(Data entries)

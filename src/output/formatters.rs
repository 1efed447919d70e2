//! Formatting utilities for terminal output

use crate::core::{Feedback, FeedbackPattern, Word};
use colored::{ColoredString, Colorize};

/// Format a pattern as emoji string
#[must_use]
pub fn pattern_to_emoji(pattern: FeedbackPattern) -> String {
    pattern.to_emoji()
}

/// One letter as a colored tile, e.g. ` A ` on green
#[must_use]
pub fn tile(letter: u8, feedback: Feedback) -> ColoredString {
    let text = format!(" {} ", char::from(letter.to_ascii_uppercase()));
    match feedback {
        Feedback::Correct => text.black().on_green().bold(),
        Feedback::Present => text.black().on_yellow().bold(),
        Feedback::Absent => text.white().on_bright_black().bold(),
    }
}

/// A scored guess as a row of colored tiles
#[must_use]
pub fn colored_row(guess: &Word, pattern: FeedbackPattern) -> String {
    guess
        .letters()
        .iter()
        .zip(pattern.symbols())
        .map(|(&letter, &feedback)| tile(letter, feedback).to_string())
        .collect()
}

/// Create a progress bar string
#[must_use]
pub fn create_progress_bar(value: f64, max: f64, width: usize) -> String {
    if max <= 0.0 {
        return "░".repeat(width);
    }

    // Cast is safe: values are clamped to [0, width]
    let filled = ((value / max) * width as f64) as usize;
    let filled = filled.min(width);

    format!("{}{}", "█".repeat(filled), "░".repeat(width - filled))
}

#[cfg(test)]
mod tests {
    use super::*;

    #[test]
    fn pattern_to_emoji_all_absent() {
        let pattern = FeedbackPattern::new([Feedback::Absent; 5]);
        assert_eq!(pattern_to_emoji(pattern), "⬜⬜⬜⬜⬜");
    }

    #[test]
    fn pattern_to_emoji_win() {
        assert_eq!(pattern_to_emoji(FeedbackPattern::WIN), "🟩🟩🟩🟩🟩");
    }

    #[test]
    fn colored_row_keeps_letters_in_order() {
        colored::control::set_override(false);
        let guess = Word::new("babes").unwrap();
        let secret = Word::new("abbey").unwrap();
        let row = colored_row(&guess, FeedbackPattern::calculate(&guess, &secret));
        assert_eq!(row, " B  A  B  E  S ");
    }

    #[test]
    fn progress_bar_empty() {
        assert_eq!(create_progress_bar(0.0, 100.0, 10), "░░░░░░░░░░");
    }

    #[test]
    fn progress_bar_full() {
        assert_eq!(create_progress_bar(100.0, 100.0, 10), "██████████");
    }

    #[test]
    fn progress_bar_half() {
        assert_eq!(create_progress_bar(50.0, 100.0, 10), "█████░░░░░");
    }

    #[test]
    fn progress_bar_zero_max() {
        assert_eq!(create_progress_bar(3.0, 0.0, 4), "░░░░");
    }
}
//! The valid-word universe
//!
//! Candidate secrets are kept in load order for uniform random selection;
//! acceptable guesses live in a hash set for membership tests.

use super::error::GameError;
use crate::core::Word;
use rand::Rng;
use rand::prelude::IndexedRandom;
use rustc_hash::FxHashSet;

/// Immutable word lists for the lifetime of the process
///
/// Invariant: every candidate secret is also an acceptable guess. The
/// constructor enforces this by folding the candidates into the guess set.
#[derive(Debug, Clone)]
pub struct WordBank {
    candidates: Vec<Word>,
    acceptable: FxHashSet<Word>,
}

impl WordBank {
    /// Build a bank from candidate secrets and acceptable guesses
    ///
    /// # Errors
    ///
    /// Returns [`GameError::EmptyWordBank`] if `candidates` is empty.
    ///
    /// # Examples
    /// ```
    /// use jordle::core::Word;
    /// use jordle::game::WordBank;
    ///
    /// let words = |list: &[&str]| list.iter().map(|w| Word::new(w).unwrap()).collect::<Vec<_>>();
    /// let bank = WordBank::new(words(&["abbey"]), words(&["babes"])).unwrap();
    ///
    /// assert!(bank.is_acceptable_guess(&Word::new("ABBEY").unwrap()));
    /// assert!(bank.is_acceptable_guess(&Word::new("babes").unwrap()));
    /// ```
    pub fn new(
        candidates: Vec<Word>,
        acceptable: impl IntoIterator<Item = Word>,
    ) -> Result<Self, GameError> {
        if candidates.is_empty() {
            return Err(GameError::EmptyWordBank);
        }

        let mut acceptable: FxHashSet<Word> = acceptable.into_iter().collect();
        acceptable.extend(candidates.iter().cloned());

        log::debug!(
            "Word bank loaded: {} candidate secrets, {} acceptable guesses",
            candidates.len(),
            acceptable.len()
        );

        Ok(Self {
            candidates,
            acceptable,
        })
    }

    /// Pick a secret uniformly at random from the candidates
    ///
    /// # Errors
    ///
    /// Returns [`GameError::EmptyWordBank`] if there are no candidates. A bank
    /// built through [`WordBank::new`] always has at least one.
    pub fn select_secret<R: Rng + ?Sized>(&self, rng: &mut R) -> Result<Word, GameError> {
        self.candidates
            .choose(rng)
            .cloned()
            .ok_or(GameError::EmptyWordBank)
    }

    /// Check whether `word` may be submitted as a guess
    #[must_use]
    pub fn is_acceptable_guess(&self, word: &Word) -> bool {
        self.acceptable.contains(word)
    }

    /// Check whether `word` could have been chosen as a secret
    #[must_use]
    pub fn is_candidate(&self, word: &Word) -> bool {
        self.candidates.contains(word)
    }

    /// Candidate secrets in load order
    #[must_use]
    pub fn candidates(&self) -> &[Word] {
        &self.candidates
    }

    #[must_use]
    pub fn candidate_count(&self) -> usize {
        self.candidates.len()
    }

    #[must_use]
    pub fn acceptable_count(&self) -> usize {
        self.acceptable.len()
    }
}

- [EXERCISE DETAILS] The lines to return are those in the entries above that hold "babes".

- [SOLUTION]
        let guess = Word::new("babes").unwrap();
    /// let bank = WordBank::new(words(&["abbey"]), words(&["babes"])).unwrap();
    /// assert!(bank.is_acceptable_guess(&Word::new("babes").unwrap()));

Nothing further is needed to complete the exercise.